A NEW book claiming legendary boxer Freddie Mills was a vicious serial killer has been branded "absolute nonsense" by local historian and author Peter McInnes.
McInnes's friendship with the Bournemouth milkman, who went on to become a world boxing champion, spanned three decades.
"We met when I was 10 and Freddie was 16," McInnes, now 75, recalls at the Queen's Park home he shares with his wife Jane.
"My parents were running the Norfolk hotel and Freddie was living in Terrace Road. He had recently embarked on his ring career."
McInnes, a Cambridge Blue in 1946, boxed as an amateur all over Britain and Europe and alongside the likes of Henry Cooper while a member of the Army's international team.
He last saw Mills a week before the boxer's controversial death and remains convinced, more than 36 years later, that he was murdered.
According to a new book to be published next year Mills took terrible secrets to the grave, having killed at least eight prostitutes whose bodies were found in or around the River Thames between 1959 and 1965.
All the victims were strangled during sex with their killer, dubbed Jack the Stripper. The murderer has never been identified and the case remains unsolved.
The book's author, reformed south London gangster Jimmy Tippet, whose father, Jimmy Snr, was a leading contender for the British lightweight championship, says: "Freddie feared the police were closing in on him for the murders and decided to take his own life rather than face trial."
But McInnes has always believed that Mills was himself murdered. In the foreword to his book Freddie My Friend he writes: "Freddie Mills was a man of staunch character and immense courage and I do not accept that he ended his own life.
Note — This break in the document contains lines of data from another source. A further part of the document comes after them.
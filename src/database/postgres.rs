use async_trait::async_trait;
use serde_json::{Map, Value};
use sqlx::{postgres::PgRow, types::Json, PgPool, Row};
use tracing::{debug, info};

use crate::database::collection::{
    is_valid_collection_name, DocumentStore, RemoveOutcome, StoredDocument, UpdateOutcome,
};
use crate::database::manager::DatabaseError;
use crate::database::object_id::ObjectId;

/// Document store on PostgreSQL: one table per collection, bodies in JSONB.
///
/// ```sql
/// CREATE TABLE "movies" (
///     id         TEXT PRIMARY KEY CHECK (char_length(id) = 24),
///     doc        JSONB NOT NULL,
///     created_at TIMESTAMPTZ NOT NULL DEFAULT now()
/// )
/// ```
pub struct PgDocumentStore {
    pool: PgPool,
}

impl PgDocumentStore {
    pub fn new(pool: PgPool) -> Self {
        Self { pool }
    }

    /// Quoted table identifier for a validated collection name.
    fn table(collection: &str) -> Result<String, DatabaseError> {
        if !is_valid_collection_name(collection) {
            return Err(DatabaseError::InvalidCollectionName(collection.to_string()));
        }
        Ok(format!("\"{}\"", collection))
    }

    fn decode_row(collection: &str, row: &PgRow) -> Result<StoredDocument, DatabaseError> {
        let raw_id: String = row.try_get("id")?;
        let id = ObjectId::parse_str(raw_id.trim()).map_err(|e| DatabaseError::Corrupt {
            collection: collection.to_string(),
            message: e.to_string(),
        })?;
        let Json(body): Json<Map<String, Value>> = row.try_get("doc")?;
        Ok(StoredDocument { id, body })
    }
}

#[async_trait]
impl DocumentStore for PgDocumentStore {
    async fn ensure_collection(&self, collection: &str) -> Result<(), DatabaseError> {
        let table = Self::table(collection)?;
        let sql = format!(
            "CREATE TABLE IF NOT EXISTS {} (\
                id TEXT PRIMARY KEY CHECK (char_length(id) = 24), \
                doc JSONB NOT NULL, \
                created_at TIMESTAMPTZ NOT NULL DEFAULT now()\
            )",
            table
        );
        sqlx::query(&sql).execute(&self.pool).await?;
        info!("Collection ready: {}", collection);
        Ok(())
    }

    async fn list(&self, collection: &str) -> Result<Vec<StoredDocument>, DatabaseError> {
        let sql = format!("SELECT id, doc FROM {} ORDER BY created_at, id", Self::table(collection)?);
        let rows = sqlx::query(&sql).fetch_all(&self.pool).await?;
        rows.iter().map(|row| Self::decode_row(collection, row)).collect()
    }

    async fn find(&self, collection: &str, id: ObjectId) -> Result<Option<StoredDocument>, DatabaseError> {
        let sql = format!("SELECT id, doc FROM {} WHERE id = $1", Self::table(collection)?);
        let row = sqlx::query(&sql)
            .bind(id.to_hex())
            .fetch_optional(&self.pool)
            .await?;
        row.as_ref().map(|row| Self::decode_row(collection, row)).transpose()
    }

    async fn insert(&self, collection: &str, body: Map<String, Value>) -> Result<ObjectId, DatabaseError> {
        let sql = format!("INSERT INTO {} (id, doc) VALUES ($1, $2)", Self::table(collection)?);
        let id = ObjectId::new();
        sqlx::query(&sql)
            .bind(id.to_hex())
            .bind(Json(body))
            .execute(&self.pool)
            .await?;
        debug!("Inserted {} into {}", id, collection);
        Ok(id)
    }

    async fn replace(
        &self,
        collection: &str,
        id: ObjectId,
        body: Map<String, Value>,
    ) -> Result<UpdateOutcome, DatabaseError> {
        let sql = format!("UPDATE {} SET doc = $2 WHERE id = $1", Self::table(collection)?);
        let result = sqlx::query(&sql)
            .bind(id.to_hex())
            .bind(Json(body))
            .execute(&self.pool)
            .await?;

        Ok(if result.rows_affected() == 0 {
            UpdateOutcome::NotFound
        } else {
            UpdateOutcome::Updated
        })
    }

    async fn remove(&self, collection: &str, id: ObjectId) -> Result<RemoveOutcome, DatabaseError> {
        let sql = format!("DELETE FROM {} WHERE id = $1", Self::table(collection)?);
        let result = sqlx::query(&sql).bind(id.to_hex()).execute(&self.pool).await?;

        Ok(if result.rows_affected() == 0 {
            RemoveOutcome::NotFound
        } else {
            RemoveOutcome::Removed
        })
    }

    async fn ping(&self) -> Result<(), DatabaseError> {
        sqlx::query("SELECT 1").execute(&self.pool).await?;
        Ok(())
    }
}
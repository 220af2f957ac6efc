use std::time::Duration;

use anyhow::{anyhow, Context};
use reqwest::Method;
use serde_json::Value;
use url::Url;

/// Thin JSON client for the catalog API.
pub struct ApiClient {
    base: Url,
    http: reqwest::Client,
}

impl ApiClient {
    pub fn new(base_url: &str) -> anyhow::Result<Self> {
        let base = Url::parse(base_url).with_context(|| format!("invalid API URL '{}'", base_url))?;
        if base.cannot_be_a_base() {
            anyhow::bail!("invalid API URL '{}'", base_url);
        }

        let http = reqwest::Client::builder()
            .timeout(Duration::from_secs(10))
            .build()?;

        Ok(Self { base, http })
    }

    /// Base URL plus `segments`, each percent-encoded as a single path segment.
    pub fn endpoint(&self, segments: &[&str]) -> anyhow::Result<Url> {
        if let Some(bad) = segments.iter().find(|s| s.is_empty() || **s == "." || **s == "..") {
            anyhow::bail!("invalid path segment '{}'", bad);
        }

        let mut url = self.base.clone();
        url.path_segments_mut()
            .map_err(|_| anyhow!("invalid API URL '{}'", self.base))?
            .pop_if_empty()
            .extend(segments);
        Ok(url)
    }

    /// Send one request. Non-2xx answers become errors carrying the server's message;
    /// an empty success body comes back as `Value::Null`.
    pub async fn request(&self, method: Method, segments: &[&str], body: Option<&Value>) -> anyhow::Result<Value> {
        let url = self.endpoint(segments)?;
        let mut request = self.http.request(method.clone(), url.clone());
        if let Some(body) = body {
            request = request.json(body);
        }

        let response = request
            .send()
            .await
            .with_context(|| format!("{} {} failed", method, url))?;
        let status = response.status();
        let text = response.text().await?;
        let value = parse_body(&text);

        if status.is_success() {
            Ok(value)
        } else {
            Err(anyhow!("{} ({})", error_message(&value), status))
        }
    }
}

fn parse_body(text: &str) -> Value {
    if text.trim().is_empty() {
        return Value::Null;
    }
    serde_json::from_str(text).unwrap_or_else(|_| Value::String(text.to_string()))
}

fn error_message(body: &Value) -> String {
    match body {
        Value::Object(map) => map
            .get("message")
            .and_then(Value::as_str)
            .map(str::to_string)
            .unwrap_or_else(|| body.to_string()),
        Value::String(text) => text.clone(),
        Value::Null => "request failed".to_string(),
        other => other.to_string(),
    }
}
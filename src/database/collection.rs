use async_trait::async_trait;
use serde_json::{Map, Value};

use crate::database::manager::DatabaseError;
use crate::database::object_id::ObjectId;

/// Raw document as held by a store: key plus JSON body without the key.
#[derive(Debug, Clone, PartialEq)]
pub struct StoredDocument {
    pub id: ObjectId,
    pub body: Map<String, Value>,
}

#[derive(Debug, Clone, Copy, PartialEq, Eq)]
pub enum UpdateOutcome {
    Updated,
    NotFound,
}

#[derive(Debug, Clone, Copy, PartialEq, Eq)]
pub enum RemoveOutcome {
    Removed,
    NotFound,
}

/// Document store holding named collections of JSON documents.
///
/// Zero matched documents is reported through the outcome enums, never as an
/// error. `DatabaseError` means the store itself failed.
#[async_trait]
pub trait DocumentStore: Send + Sync {
    /// Prepare storage for a collection. Idempotent.
    async fn ensure_collection(&self, collection: &str) -> Result<(), DatabaseError>;

    async fn list(&self, collection: &str) -> Result<Vec<StoredDocument>, DatabaseError>;

    async fn find(&self, collection: &str, id: ObjectId) -> Result<Option<StoredDocument>, DatabaseError>;

    /// Persist a new document under a freshly generated key.
    async fn insert(&self, collection: &str, body: Map<String, Value>) -> Result<ObjectId, DatabaseError>;

    /// Overwrite the body of the document with `id`.
    async fn replace(
        &self,
        collection: &str,
        id: ObjectId,
        body: Map<String, Value>,
    ) -> Result<UpdateOutcome, DatabaseError>;

    async fn remove(&self, collection: &str, id: ObjectId) -> Result<RemoveOutcome, DatabaseError>;

    /// Round trip to the backend.
    async fn ping(&self) -> Result<(), DatabaseError>;
}

/// Collection names end up in SQL identifiers: lowercase ascii, digits and
/// underscores, starting with a letter.
pub fn is_valid_collection_name(name: &str) -> bool {
    let mut chars = name.chars();
    match chars.next() {
        Some(c) if c.is_ascii_lowercase() => {}
        _ => return false,
    }
    name.len() <= 63 && chars.all(|c| c.is_ascii_lowercase() || c.is_ascii_digit() || c == '_')
}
"My belief, and it is also that of his thousands of friends, fans and admirers, is that he was murdered by racketeers when he refused to continue paying protection money which was being extorted on his London night club.
"There is absolutely no evidence to support the theory that Mills was a killer or took his own life.
"When a celebrity dies it is inevitable that all sorts of stories are written about them. It saddens me that Freddie's name is being blackened yet again.
"Jimmy Tippet Snr was the man I watched and knew. He was born in 1931 and boxed professionally from 1949 until 1958.
"It is reasonable to assume that the son around whom this story hinges was in his early teens at the time of Freddie's death.
"Freddie was a devoted family man and there is absolutely no way he would have committed suicide. The suggestion that he was a serial killer is also ludicrous."
An inquest into Mill's death concluded the 46-year-old fighter committed suicide, but his family and close friends have always refused to believe the verdict.
The Kray twins and their "Firm" of heavies were mentioned in underworld circles. They still are today.
McInnes says: "Freddie was in financial difficulties and refusing to pay protection money. The word went round West End restaurants that an example was going to be made - Freddie was the example. He ended up paying with his life.
"Going to London was his downfall. Although he was the world light-heavyweight champion the real Freddie Mills was the one who boxed at Bournemouth ice rink once a fortnight."
Mills was found shot dead in his car on July 25, 1965. McInnes says it would have been impossible for him to shoot himself through the right eye in the back of his car.
"You have to bear in mind the length of the barrel of a .22 rifle between the muzzle and the trigger.
"Is the truth of the matter that suicide was swiftly and conveniently decreed in order to hide the truth?"
Mills' body was removed before the police arrived. The investigation into his death was led by Leonard "Nipper" Read, the detective who would later bring the Kray twins to justice.
While convinced that Mills committed suicide, Read does not believe he was a murderer.
In a poignant epilogue, McInnes writes: "Perhaps it will only be when the slur of the suicide verdict is finally removed that (Freddie) will truly rest in peace.
"My own hope is that, in good time, God will see fit to show mercy to those who were responsible for bringing about his premature death.
"Freddie Mills, I know, would have wanted it that way."